Here are some factors to bear in mind:
- Ground Floor bedroom
- Cons: noisy street possibly, answering the door everytime it goes, worrying about burglars (which is quite rare in Aberystwyth but we know, it’s still a worry!)
- Pros: usually a more spacious room (ground floors tend to have more space), most sociable room – kitchen and lounge are usually on the ground floor so everyone pops in to say hi
- Top Floor room
- Cons: usually smaller, all those stairs, does the WiFi even reach here, might be colder?
- Pros: no drunken housemates walking past, the rooms usually have more character, you may even have a view
- Next to the Bathroom room
- Cons: Singing house mates… noise from the water pipes
- Pros: not far to go to nip to the loo, and possibly getting in first every day!
- The Small Room
- Cons: Small – so no storage space (if you have this room, bagsy yourself some storage somewhere else in the house)
- Pros: Cosy and usually the warmest room in the house.
- The Big Room
- Cons: can feel empty and lacking character, plus much harder to heat
- Pros: being able to swing a cat around a room now larger than what you had in University (or most likely)
Maybe you already know which room you want, or which room you’d be happy to live in but how do you decide as a group?

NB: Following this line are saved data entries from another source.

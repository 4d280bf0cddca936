use crate::components::{
    GemmSpecialization, TilingScheme,
    batch::HypercubeSelection,
    global::write::WritePath,
    tile::register::ProductType,
};

/// Host-side choice of one kernel variant: the tiling hierarchy plus every
/// knob that is fixed before a problem is bound to it.
#[derive(Debug, Clone)]
pub struct MatmulSelection {
    pub tiling_scheme: TilingScheme,
    pub hypercube_selection: HypercubeSelection,
    pub product_type: ProductType,
    pub write_path: WritePath,
    pub specialization: GemmSpecialization,
}

impl MatmulSelection {
    pub fn builder(tiling_scheme: TilingScheme) -> MatmulSelectionBuilder {
        let hypercube_selection = HypercubeSelection::builder(&tiling_scheme).build();
        MatmulSelectionBuilder::new()
            .tiling_scheme(tiling_scheme)
            .hypercube_selection(hypercube_selection)
    }
}

pub struct MatmulSelectionBuilder {
    tiling_scheme: Option<TilingScheme>,
    hypercube_selection: Option<HypercubeSelection>,
    product_type: ProductType,
    write_path: WritePath,
    specialization: GemmSpecialization,
}

impl MatmulSelectionBuilder {
    fn new() -> Self {
        Self {
            tiling_scheme: None,
            hypercube_selection: None,
            product_type: ProductType::default(),
            write_path: WritePath::ShuffleStage,
            specialization: GemmSpecialization::default(),
        }
    }

    pub fn tiling_scheme(mut self, tiling_scheme: TilingScheme) -> Self {
        self.tiling_scheme = Some(tiling_scheme);
        self
    }

    pub fn hypercube_selection(mut self, hypercube_selection: HypercubeSelection) -> Self {
        self.hypercube_selection = Some(hypercube_selection);
        self
    }

    pub fn product_type(mut self, product_type: ProductType) -> Self {
        self.product_type = product_type;
        self
    }

    pub fn write_path(mut self, write_path: WritePath) -> Self {
        self.write_path = write_path;
        self
    }

    pub fn specialization(mut self, specialization: GemmSpecialization) -> Self {
        self.specialization = specialization;
        self
    }

    pub fn build(self) -> MatmulSelection {
        MatmulSelection {
            tiling_scheme: self.tiling_scheme.unwrap(),
            hypercube_selection: self.hypercube_selection.unwrap(),
            product_type: self.product_type,
            write_path: self.write_path,
            specialization: self.specialization,
        }
    }
}
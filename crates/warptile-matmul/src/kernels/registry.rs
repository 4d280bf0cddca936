use crate::components::{
    GemmSpecialization, MatmulSelection, PartitionSize, StageSize, TileSize, TilingScheme,
    batch::{GlobalOrder, HypercubeSelection},
    global::write::WritePath,
};

fn scheme(tile: TileSize, partition: PartitionSize, stage: StageSize) -> TilingScheme {
    TilingScheme::builder()
        .with_tile_size(tile)
        .with_partition_size(partition)
        .with_stage_size(stage)
        .build()
        .unwrap_or_else(|e| panic!("registry tiling schemes are valid by construction: {e}"))
}

/// Declarative table of kernel variants.
///
/// Selection/profiling harnesses iterate this list, pre-flight each entry
/// with `is_supported` and keep the candidates that accept the problem.
pub fn instances() -> Vec<MatmulSelection> {
    let mut selections = Vec::new();

    // 128x128 group tile, 32-deep stages.
    let large = scheme(
        TileSize::new(4, 4, 8),
        PartitionSize::new(4, 4, 4),
        StageSize::new(8, 8),
    );
    selections.push(MatmulSelection::builder(large).build());
    selections.push(
        MatmulSelection::builder(large)
            .specialization(GemmSpecialization::MNKPadding)
            .build(),
    );
    selections.push(
        MatmulSelection::builder(large)
            .hypercube_selection(
                HypercubeSelection::builder(&large)
                    .global_order(GlobalOrder::SwizzleRowMajor(2))
                    .build(),
            )
            .specialization(GemmSpecialization::KPadding)
            .build(),
    );

    // 64x64 group tile, 16-deep stages.
    let medium = scheme(
        TileSize::new(4, 4, 8),
        PartitionSize::new(2, 2, 2),
        StageSize::new(8, 8),
    );
    selections.push(MatmulSelection::builder(medium).build());
    selections.push(
        MatmulSelection::builder(medium)
            .specialization(GemmSpecialization::MNPadding)
            .write_path(WritePath::Direct)
            .build(),
    );

    // 32x32 group tile, 8-deep stages, for skinny problems.
    let small = scheme(
        TileSize::new(4, 4, 4),
        PartitionSize::new(2, 2, 2),
        StageSize::new(4, 4),
    );
    selections.push(
        MatmulSelection::builder(small)
            .specialization(GemmSpecialization::MNKPadding)
            .build(),
    );

    selections
}

#[cfg(test)]
mod tests {
    use super::*;

    #[test]
    fn registry_is_not_empty_and_schemes_are_valid() {
        let instances = instances();
        assert!(instances.len() >= 4);
        for selection in &instances {
            assert!(selection.tiling_scheme.validate().is_ok());
        }
    }
}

Here are some options we’d recommend:
- Good old fashioned discussion – you never know, someone might really want that top floor room, someone else might want the cosy small room, so after a good chat and a cuppa the rooms might have sorted themselves out without any arguments.
- Picking straws/out of a hat – you could do this by numbering the rooms and straws/paper and just go in for the lucky dip. It’s a fair way to delegate the rooms and no one can argue with a hat.
- Sorting out the rooms by price – so long as the landlord or letting agent get their rent, they won’t really care how the rooms are split. Every house usually have a small room and a massive room, so if it works out better than one would prefer to pay more or less for their room that year, then there’s no problem!
- First come first serve – the race of who can get the keys first, who arrives in town first to get their bedroom and lock the door behind them. Not the most democratic way but perhaps no one is fussed about where their room is.